Starting a new business is an exciting time. But the cost of raw goods, premises, technology, insurances and more can add up – so it’s little surprise that one in five small business owners say access to capital is their greatest pain point.
This means that obtaining funding is a vital step for many business owners – and one that can make or break the business. There are a lot of options out there, however, and choosing which one is right for you isn’t a decision to be taken lightly.
Before jumping in, you’ll need to consider your own financial circumstances. Start by considering how much you need to borrow, what you need the money for and how quickly you can pay it back.
While there are a variety of ways you can fund your business, including angel investors, raising money from family and friends or using your own savings, these are three of the more common options.
A business loan is capital provided by a lender, such as a bank. In exchange for the money, lenders need to repay the principal with interest, plus fees. It’s an approach that gives you control over the business direction and its finances.
A business loan comes with either a fixed or variable interest rate, and can be secured (against collateral such as a house) or unsecured (which isn’t guaranteed). They typically require regular payments on a set schedule, but repayment terms and interest rates can vary, so it’s worth shopping around.
Plenty of small businesses use a business-specific credit card, which helps to separate their business and personal finances. While credit cards are often associated with high interest rates, they give you the option to finance a purchase without paying any interest if you pay back the full amount from the business turnover before the interest kicks in.

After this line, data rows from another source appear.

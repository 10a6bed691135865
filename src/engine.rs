//! The `Constellation` facade: module registry, pipeline registry, and the
//! run/resume entry points that assemble a [`DataSignature`] from a
//! finished run.

use crate::config::{init_tracing, Config};
use crate::error::{EngineError, EngineResult};
use crate::graph::{DagSpec, ModuleId};
use crate::metadata::{build_metadata, ExecutionMetadata};
use crate::module::Module;
use crate::runtime::{
    ExecutionOptions, ModuleBindings, ModuleCallOptions, RunReport, RunTermination, Runtime,
};
use crate::suspend::{resume as resume_run, ResumeRequest, SuspendedExecution};
use crate::value::CValue;
use parking_lot::RwLock;
use std::collections::{BTreeMap, HashMap};
use std::sync::Arc;
use tracing::info;

/// Terminal status of a run
#[derive(Debug, Clone, Copy, PartialEq, Eq)]
pub enum RunStatus {
    Completed,
    Suspended,
    Failed,
}

/// What a caller gets back from a run: outputs, metadata, and (when
/// suspended) the resumable record.
#[derive(Debug)]
pub struct DataSignature {
    pub status: RunStatus,
    pub outputs: BTreeMap<String, CValue>,
    pub metadata: ExecutionMetadata,
    /// The inputs this run was invoked with
    pub inputs: BTreeMap<String, CValue>,
    /// Present iff `status == Suspended`
    pub suspension: Option<Box<SuspendedExecution>>,
    /// Present iff `status == Failed`
    pub failure: Option<String>,
}

/// Engine facade: holds the configuration, the module registry, and the
/// named-pipeline registry.
pub struct Constellation {
    config: Config,
    runtime: Runtime,
    modules: RwLock<HashMap<String, Arc<dyn Module>>>,
    pipelines: RwLock<HashMap<String, Arc<DagSpec>>>,
}

impl Constellation {
    /// Load configuration from the default locations and initialize
    /// logging
    pub fn init() -> EngineResult<Self> {
        let config = Config::load()?;
        Ok(Self::with_config(config))
    }

    /// Build from an explicit configuration
    pub fn with_config(config: Config) -> Self {
        init_tracing(&config.logging);
        let runtime = Runtime::new().with_max_concurrency(config.max_concurrency());
        Constellation {
            config,
            runtime,
            modules: RwLock::new(HashMap::new()),
            pipelines: RwLock::new(HashMap::new()),
        }
    }

    /// The active configuration
    pub fn config(&self) -> &Config {
        &self.config
    }

    /// Register (or replace) a module implementation, keyed by its
    /// declared name
    pub fn set_module(&self, module: Arc<dyn Module>) {
        let name = module.spec().metadata.name.clone();
        info!(module = %name, "module_registered");
        self.modules.write().insert(name, module);
    }

    /// Names of every registered module
    pub fn get_modules(&self) -> Vec<String> {
        let mut names: Vec<String> = self.modules.read().keys().cloned().collect();
        names.sort();
        names
    }

    /// Look up a module implementation by name
    pub fn get_module_by_name(&self, name: &str) -> Option<Arc<dyn Module>> {
        self.modules.read().get(name).cloned()
    }

    /// Register a loaded pipeline under a reference name
    pub fn register_pipeline(&self, reference: impl Into<String>, dag: Arc<DagSpec>) {
        self.pipelines.write().insert(reference.into(), dag);
    }

    /// Bind every module node of `dag` to a registered implementation
    fn bind(&self, dag: &DagSpec) -> EngineResult<ModuleBindings> {
        let registry = self.modules.read();
        let mut bindings: ModuleBindings = HashMap::new();
        for (id, spec) in &dag.modules {
            let implementation = registry
                .get(&spec.metadata.name)
                .cloned()
                .ok_or_else(|| {
                    EngineError::Runtime(crate::runtime::RuntimeError::ModuleNotBound(
                        spec.metadata.name.clone(),
                    ))
                })?;
            bindings.insert(*id, implementation);
        }
        Ok(bindings)
    }

    /// Run a loaded pipeline with the given inputs
    pub async fn run(
        &self,
        dag: Arc<DagSpec>,
        inputs: BTreeMap<String, CValue>,
        options: &ExecutionOptions,
    ) -> EngineResult<DataSignature> {
        self.run_with_module_options(dag, inputs, HashMap::new(), options)
            .await
    }

    /// Run with per-module invocation options layered over the run-level
    /// defaults
    pub async fn run_with_module_options(
        &self,
        dag: Arc<DagSpec>,
        inputs: BTreeMap<String, CValue>,
        module_options: HashMap<ModuleId, ModuleCallOptions>,
        options: &ExecutionOptions,
    ) -> EngineResult<DataSignature> {
        let bindings = self.bind(&dag)?;
        let report = self
            .runtime
            .execute(dag, &bindings, inputs.clone(), module_options, options)
            .await?;
        Ok(self.signature(report, inputs, options))
    }

    /// Run a pipeline previously registered under `reference`
    pub async fn run_ref(
        &self,
        reference: &str,
        inputs: BTreeMap<String, CValue>,
        options: &ExecutionOptions,
    ) -> EngineResult<DataSignature> {
        let dag = self
            .pipelines
            .read()
            .get(reference)
            .cloned()
            .ok_or_else(|| EngineError::PipelineNotFound(reference.to_string()))?;
        self.run(dag, inputs, options).await
    }

    /// Resume a suspended execution
    pub async fn resume(
        &self,
        suspended: &SuspendedExecution,
        request: ResumeRequest,
        options: &ExecutionOptions,
    ) -> EngineResult<DataSignature> {
        let dag = request
            .dag
            .clone()
            .unwrap_or_else(|| Arc::clone(&suspended.dag));
        let bindings = self.bind(&dag)?;
        let inputs = request.additional_inputs.clone();
        let report = resume_run(&self.runtime, suspended, request, &bindings, options).await?;
        Ok(self.signature(report, inputs, options))
    }

    /// Breaker stats snapshot from this engine's runtime
    pub fn breaker_stats(&self) -> BTreeMap<String, crate::runtime::BreakerStats> {
        self.runtime.breaker_stats()
    }

    fn signature(
        &self,
        report: RunReport,
        inputs: BTreeMap<String, CValue>,
        options: &ExecutionOptions,
    ) -> DataSignature {
        let metadata = build_metadata(
            &report.state,
            &report.state.dag,
            options,
            report.started_at,
            report.completed_at,
            &report.input_names,
            &report.resolved_names,
        );
        let (status, suspension, failure) = match report.termination {
            RunTermination::Completed => (RunStatus::Completed, None, None),
            RunTermination::Suspended(suspension) => {
                (RunStatus::Suspended, Some(suspension), None)
            }
            RunTermination::Failed { error } => (RunStatus::Failed, None, Some(error)),
        };
        DataSignature {
            status,
            outputs: report.outputs,
            metadata,
            inputs,
            suspension,
            failure,
        }
    }
}

#[cfg(test)]
mod tests {
    use super::*;
    use crate::graph::ModuleNodeSpec;
    use crate::module::{FnModule, ModuleInputs, ModuleOutput};
    use crate::value::CType;

    fn engine_with_uppercase() -> (Constellation, Arc<DagSpec>) {
        let engine = Constellation::with_config(Config::default());

        let spec = ModuleNodeSpec::new(
            "Uppercase",
            [("text", CType::String)],
            [("result", CType::String)],
        );
        engine.set_module(Arc::new(FnModule::new(
            spec.clone(),
            |inputs: ModuleInputs| async move {
                let text = inputs.require_str("text")?.to_uppercase();
                Ok(ModuleOutput::single("result", CValue::str(text)))
            },
        )));

        let mut b = DagSpec::builder("uppercase");
        let text = b.data("text", CType::String);
        let result = b.data("result", CType::String);
        let module = b.module(spec);
        b.consume(text, module);
        b.produce(module, result);
        b.output("result", result);
        (engine, Arc::new(b.build().unwrap()))
    }

    #[tokio::test]
    async fn test_run_completes() {
        let (engine, dag) = engine_with_uppercase();
        let mut inputs = BTreeMap::new();
        inputs.insert("text".to_string(), CValue::str("hello"));

        let signature = engine
            .run(dag, inputs, &ExecutionOptions::default())
            .await
            .unwrap();
        assert_eq!(signature.status, RunStatus::Completed);
        assert_eq!(signature.outputs.get("result"), Some(&CValue::str("HELLO")));
        assert!(signature.suspension.is_none());
    }

    #[tokio::test]
    async fn test_run_ref_unknown_pipeline() {
        let (engine, _dag) = engine_with_uppercase();
        let err = engine
            .run_ref("nope", BTreeMap::new(), &ExecutionOptions::default())
            .await
            .unwrap_err();
        assert!(matches!(err, EngineError::PipelineNotFound(_)));
    }

    #[tokio::test]
    async fn test_run_ref_registered_pipeline() {
        let (engine, dag) = engine_with_uppercase();
        engine.register_pipeline("upper", dag);

        let mut inputs = BTreeMap::new();
        inputs.insert("text".to_string(), CValue::str("abc"));
        let signature = engine
            .run_ref("upper", inputs, &ExecutionOptions::default())
            .await
            .unwrap();
        assert_eq!(signature.outputs.get("result"), Some(&CValue::str("ABC")));
    }

    #[test]
    fn test_module_registry() {
        let (engine, _dag) = engine_with_uppercase();
        assert_eq!(engine.get_modules(), vec!["Uppercase".to_string()]);
        assert!(engine.get_module_by_name("Uppercase").is_some());
        assert!(engine.get_module_by_name("Lowercase").is_none());
    }
}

If you’re applying for a new credit card, some offer a grace period before your first payment is due, which can sometimes be as much as 60 days; this can be a useful source of financing. They may also come with business features and rewards.
If you’re considering a credit card as a low-cost financing option, bear in mind that credit card features vary greatly, so shop around before signing on the dotted line.
A business overdraft is a line of credit offered when you make a funds withdrawal that’s greater than the balance of your business account. This is a pre-arranged form of funding provided by your lender.
Having an overdraft allows you to continue to make withdrawals even if your account is empty, giving you flexibility in your cash flow. It means you can pull out extra funds if your business has had a lower trading period, or it can be used to fund new equipment needed for your business.
Obviously, just like the options above, whatever you spend needs to be repaid, and interest will be charged based on how much you spend. Fees also apply.
Deciding which option is right for your circumstances takes a bit of consideration. Here are a few pertinent questions to ponder in your decision-making process.
Is it the right time?
There’s often a right and a wrong time to borrow. Take the time to understand what’s happening in your broader sector so you can decide whether it’s the best time to seek out a loan.
What’s my turnover?
Understanding how much your business is earning and the costs involved in running your business will help you understand your financial shortfall.
Where are my peaks and troughs?
If you’ve been in business for a year or more, looking over the financials for a full year will help you understand when your business earns more and when turnover drops. It’s important to understand whether you’re wanting to borrow to fill those shortfalls, as this will help you work out your ability to repay the loan.
What’s my credit rating?
While people are increasingly aware of the importance of personal credit scores, business credit scores are often overlooked by business owners. Consider taking out a small loan you’re certain you can repay, because building your credit score as a business can help you get better rates on future loans.
What are my growth projections?
If you’re on the path to growth and need funding to funnel into a new market or product innovation, make sure you’ve done your due diligence before borrowing.
What will it cost to grow?
Growth can cost money, both in terms of additional equipment, research, and marketing to get the word out there, and in terms of hiring staff to handle the additional workload that comes with growth. Make sure you understand the costs involved before you borrow.
Getting your funding approved
If you’ve decided that borrowing is the right approach for your business, and you know the funding option that best suits you, there are some things you can do so that you’re more likely to get approved.
Check you are eligible. Confirm that you meet the eligibility requirements before you apply for funding. These will vary between lenders.
Track your turnover. How much your business is turning over right now and whether you have financial projections for the coming one to two years can influence a lender’s decision.
Have a plan. Make sure you document how much money you need to borrow, what it will be used for, when you can pay it back, and how you’ll do so.
Keep records. Lenders will be more inclined to approve your loan if you’ve kept good financial and business records in the past that you can produce upon request.
If you’re considering taking out a loan, it’s wise to ask your business accountant for some independent advice. They’ll also be able to help you prepare the information you’re likely to need to present to your lender.
Good luck with the process. Funding your business is a big decision but an important one – and choosing the right option will hopefully get you one step further on the road to success.